Your father and I were in the process of packing up our little apartment in Long Beach and moving to South Carolina for a great new career opportunity for your father. He had to be there sooner than the lease was up on our apartment so I stayed behind to finish the packing and coordinate the movers. I was to meet up with him in a week or so to start our new life in South Carolina. The days passed and I packed everything up, put our furniture on the moving van and was just waiting until my flight the next day when your father shows up back in Long Beach and told me that he changed his mind and we were staying in California. I was so happy to see him but all our belongings were on a moving truck on their way to South Carolina.
I am told this is the night I was conceived.

 When your father heard he had a daughter in the waiting room of the hospital, it was rumored he exclaimed in joy, "I have a daughter!" and proceeded to hand out cigars and matchbooks.
When your father brought us home from the hospital, he grabbed you up from my arms in the passenger seat and proceeded to carry you up the stairs to our apartment, forgetting all about me still in the car.
I wish that adoration had lasted throughout my life.

Remember how I love words? The words that come to mind when I think of my father are: selfish, greedy, arrogant and cheat

The Cheat
You see, my father was just a man, not anyone extraordinary and certainly not a hero, most definitely not my hero. I was eighteen months old when my mother found out my father had cheated on her with another woman in her bed. She promptly packed us up and drove to Vegas to stay with friends. Shortly thereafter, she realized that it was her house, her life he destroyed and promptly packed us back up, drove home and kicked his fanny out. Three cheers for Mom!

My father married again to my step-mother whom he also cheated on after 16 years of marriage. However, since he traveled the world extensively 75% of the time, I have no doubt that his cheating was standard practice but I do not have the stories to tell or proof positive of that theory, it just took 16 years for him to get caught, again. What I do know of my father and women is that he cheated on my mother, he cheated on my step-mother, he slept with his cousin (my mother's best friend), he slept with my roommate in my bed (22 years his junior) and he lied to me about the woman that was to become his third wife.

The Greed
My father never paid his child support. Not once, never, not one payment. The measly $150.00 per month that was ordered by the judge was never paid. $1.800.00 a year, $30,600.00 total owed to my mother until I reached the age of 18.  Less than the price of a middle-of-the-road car today in 2012. When the time came to split the cost of the house that my parents bought together when I turned 18, he would not just sign his half of the house over to my mother, he wanted his share, yet he owed her money for years on back child support.

He owed my step-mother $40,000 after their divorce and she did not receive that money until after his death.

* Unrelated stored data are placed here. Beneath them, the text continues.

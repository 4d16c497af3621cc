//! List operation

use crate::config::Layout;
use crate::error::Result;
use crate::registry::{Registry, RegistryEntry};

/// Installed applications as recorded in the registry.
///
/// Artifacts are not checked for existence.
pub fn list_installed(layout: &Layout) -> Result<Vec<(String, RegistryEntry)>> {
    let entries = Registry::new(layout.registry_file()).load()?;
    Ok(entries.into_iter().collect())
}
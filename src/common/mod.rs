//! Common utilities shared across the codebase

pub mod fs;
//! Uninstall integration tests using the REAL appinstall binary
#![cfg(unix)]

mod common;

use std::fs;

use common::{FakeBundle, TestHome};
use predicates::prelude::*;
use serial_test::serial;

#[test]
#[serial]
fn test_install_then_uninstall_removes_everything() {
    let home = TestHome::new();
    let source = FakeBundle::with_descriptor("[Desktop Entry]\nName=Krita\nIcon=krita\n")
        .file("krita.png")
        .write(&home.downloads, "Krita.AppImage");
    home.cmd().arg("--install").arg(&source).assert().success();

    home.cmd()
        .args(["--uninstall", "krita"])
        .assert()
        .success()
        .stdout(predicate::str::contains("Uninstalling krita..."))
        .stdout(predicate::str::contains("AppImage removed"))
        .stdout(predicate::str::contains("Desktop entry removed"))
        .stdout(predicate::str::contains("Icon removed"))
        .stdout(predicate::str::contains("Registry entry removed: krita 1.0"))
        .stdout(predicate::str::contains("Uninstall complete."));

    assert!(!home.bin_dir().join("Krita.AppImage").exists());
    assert!(!home.applications_dir().join("krita.desktop").exists());
    assert!(!home.icons_dir().join("krita.png").exists());
    assert!(home.registry().as_object().unwrap().is_empty());
    assert!(home.leaked_scratch_dirs().is_empty());
}

#[test]
#[serial]
fn test_uninstall_by_display_name() {
    let home = TestHome::new();
    let source = FakeBundle::named("Visual Studio Code").write(&home.downloads, "Code.AppImage");
    home.cmd().arg("--install").arg(&source).assert().success();

    home.cmd()
        .args(["--uninstall", "Visual Studio Code"])
        .assert()
        .success()
        .stdout(predicate::str::contains("Uninstall complete."));

    assert!(!home.bin_dir().join("Code.AppImage").exists());
    assert!(
        !home
            .applications_dir()
            .join("visual_studio_code.desktop")
            .exists()
    );
    assert!(home.registry().get("visual_studio_code").is_none());
}

#[test]
#[serial]
fn test_uninstall_never_installed_is_noop() {
    let home = TestHome::new();

    home.cmd()
        .args(["--uninstall", "Ghost App"])
        .assert()
        .success()
        .stderr(predicate::str::contains("AppImage not found"))
        .stderr(predicate::str::contains("ghost_app.AppImage"));

    assert!(!home.registry_path().exists());
}

#[test]
#[serial]
fn test_uninstall_rejects_name_outside_bin_dir() {
    let home = TestHome::new();
    fs::create_dir_all(home.bin_dir()).unwrap();
    let outside = FakeBundle::named("Victim")
        .executable()
        .write(&home.home, "victim.AppImage");
    let marker = home.home.join("squashfs-root");

    home.cmd()
        .args(["--uninstall", "../../victim"])
        .assert()
        .success()
        .stderr(predicate::str::contains("Invalid application name"))
        .stdout(predicate::str::contains("Uninstall complete.").not());

    assert!(outside.is_file());
    assert!(!marker.exists());
    assert!(home.leaked_scratch_dirs().is_empty());
}

#[test]
#[serial]
fn test_uninstall_unregistered_bundle_at_conventional_path() {
    let home = TestHome::new();
    FakeBundle::named("Manual")
        .executable()
        .write(&home.bin_dir(), "manual.AppImage");

    home.cmd()
        .args(["--uninstall", "manual"])
        .assert()
        .success()
        .stdout(predicate::str::contains("AppImage removed"))
        .stdout(predicate::str::contains("Desktop entry not found"))
        .stdout(predicate::str::contains("Icon not found"));

    assert!(!home.bin_dir().join("manual.AppImage").exists());
}

#[test]
#[serial]
fn test_uninstall_uses_identifier_declared_by_bundle() {
    let home = TestHome::new();
    // File name says "old", the descriptor says "New App"
    FakeBundle::named("New App")
        .executable()
        .write(&home.bin_dir(), "old.AppImage");
    fs::create_dir_all(home.applications_dir()).unwrap();
    let launcher = home.applications_dir().join("new_app.desktop");
    fs::write(&launcher, "[Desktop Entry]\n").unwrap();

    home.cmd().args(["--uninstall", "old"]).assert().success();

    assert!(!launcher.exists());
    assert!(!home.bin_dir().join("old.AppImage").exists());
}

#[test]
#[serial]
fn test_uninstall_bundle_that_no_longer_extracts() {
    let home = TestHome::new();
    FakeBundle::named("Rot")
        .failing()
        .executable()
        .write(&home.bin_dir(), "rot.AppImage");

    home.cmd()
        .args(["--uninstall", "rot"])
        .assert()
        .success()
        .stderr(predicate::str::contains("Failed to extract bundle"));

    // Nothing is removed when the identifier cannot be confirmed
    assert!(home.bin_dir().join("rot.AppImage").exists());
}

#[test]
#[serial]
fn test_uninstall_turkish() {
    let home = TestHome::new();

    home.cmd()
        .args(["--lang", "tr", "--uninstall", "yok"])
        .assert()
        .success()
        .stdout(predicate::str::contains("yok kaldırılıyor..."))
        .stderr(predicate::str::contains("AppImage bulunamadı"));
}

He worked and worked and worked his way to the top of a very reputable IT company and was able to retire with full benefits at the age of 55 to pursue his hobbies with a very healthy financial portfolio.
He purchased a steer ranch with his father and when my Grandfather and Grandmother passed, he choose not to split up the half of the ranch that was my Grandparents and provide inheritances to his two sisters.  He fought them in court, and won.

These are just a few of the issues I do know about. I am sure there are countless more stories I was never privy to, but you get the idea.

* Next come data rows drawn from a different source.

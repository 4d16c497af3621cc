//! Operations module for installing and uninstalling bundles
//!
//! This module provides high-level operations that coordinate:
//! - InstallOperation: extraction, registry update, artifact placement
//! - UninstallOperation: artifact and registry removal
//! - list_installed: registry listing
//!
//! Operations return structured outcomes; presenting them to the user is
//! left to the command layer.

pub mod install;
pub mod list;
pub mod uninstall;

pub use install::{InstallOperation, InstallOptions, InstallOutcome, SourceCleanup};
pub use list::list_installed;
pub use uninstall::{
    ArtifactKind, ArtifactRemoval, RemovalStatus, UninstallOperation, UninstallOutcome,
};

The greedy man and the cheating man are just by-products of his selfishness and arrogance.

I am taking this journey to learn how to heal and move forward in my life a more confident and successful person. My upbringing shaped who I am and it occurs to me that if I study and research his upbringing I might find some answers to his despicable behavior. Is there really a light at the end of the tunnel? A true-blue place I might find forgiveness through understanding?